When Lawrence Schmieding’s brother started showing signs of advanced aging, Mr. Schmieding promised his brother that he would find someone to take care of him at home, having no idea how hard it would be to keep that promise. Despite his substantial resources, Mr. Schmieding could not locate a caregiver with adequate skills to care for his brother in his home. Mr. Schmieding recognized there was a need for formal training specifically designed to prepare individuals to care for older adults in the home.

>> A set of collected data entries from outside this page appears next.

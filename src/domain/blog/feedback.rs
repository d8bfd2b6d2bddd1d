// src/domain/blog/feedback.rs
use std::fmt;
use std::str::FromStr;

use chrono::{DateTime, Utc};
use serde::{Deserialize, Serialize};
use utoipa::ToSchema;

use crate::domain::blog::value_objects::{BlogId, FeedbackId};
use crate::domain::errors::DomainError;

#[derive(Debug, Clone, Copy, PartialEq, Eq, Serialize, Deserialize, ToSchema)]
#[serde(rename_all = "lowercase")]
pub enum FeedbackPolarity {
    Positive,
    Negative,
}

impl FeedbackPolarity {
    pub fn as_str(&self) -> &'static str {
        match self {
            Self::Positive => "positive",
            Self::Negative => "negative",
        }
    }
}

impl fmt::Display for FeedbackPolarity {
    fn fmt(&self, f: &mut fmt::Formatter<'_>) -> fmt::Result {
        f.write_str(self.as_str())
    }
}

impl FromStr for FeedbackPolarity {
    type Err = DomainError;

    fn from_str(s: &str) -> Result<Self, Self::Err> {
        match s {
            "positive" => Ok(Self::Positive),
            "negative" => Ok(Self::Negative),
            other => Err(DomainError::Validation(format!(
                "unknown feedback polarity: {other}"
            ))),
        }
    }
}

/// A user reaction to a blog, recorded once and never edited.
#[derive(Debug, Clone)]
pub struct FeedbackEvent {
    pub id: FeedbackId,
    pub blog_id: BlogId,
    pub content: String,
    pub polarity: FeedbackPolarity,
    pub created_at: DateTime<Utc>,
}

#[derive(Debug, Clone)]
pub struct NewFeedbackEvent {
    pub id: FeedbackId,
    pub blog_id: BlogId,
    pub content: String,
    pub polarity: FeedbackPolarity,
    pub created_at: DateTime<Utc>,
}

Mr. Schmieding’s personal experience and vision led to a generous gift from the Schmieding Foundation to the University of Arkansas for Medical Sciences in 1998. The Foundation established a 20-year endowment to construct and operate the first Center on Aging in the state, i.e., the Schmieding Center for Senior Health and Education. Out of this endowment came the Schmieding Home Caregiver Training program to fulfill Mr. Schmieding’s quest to train caregivers to professionally provide one-on-one personalized assistance that helps older adults stay healthy, happy and safely at home. In Mr. Schmieding’s words, “Where there’s home there’s hope.”
As the first Center on Aging (COA) under the Arkansas Aging Initiative, the Schmieding Center for Senior Health and Education became an operational model for other COAs to replicate which focused on improving health outcomes of older Arkansans in our region through interdisciplinary clinical care and innovative education programs and to influence health policy at the state and national levels with emphasis on care of rural older adults.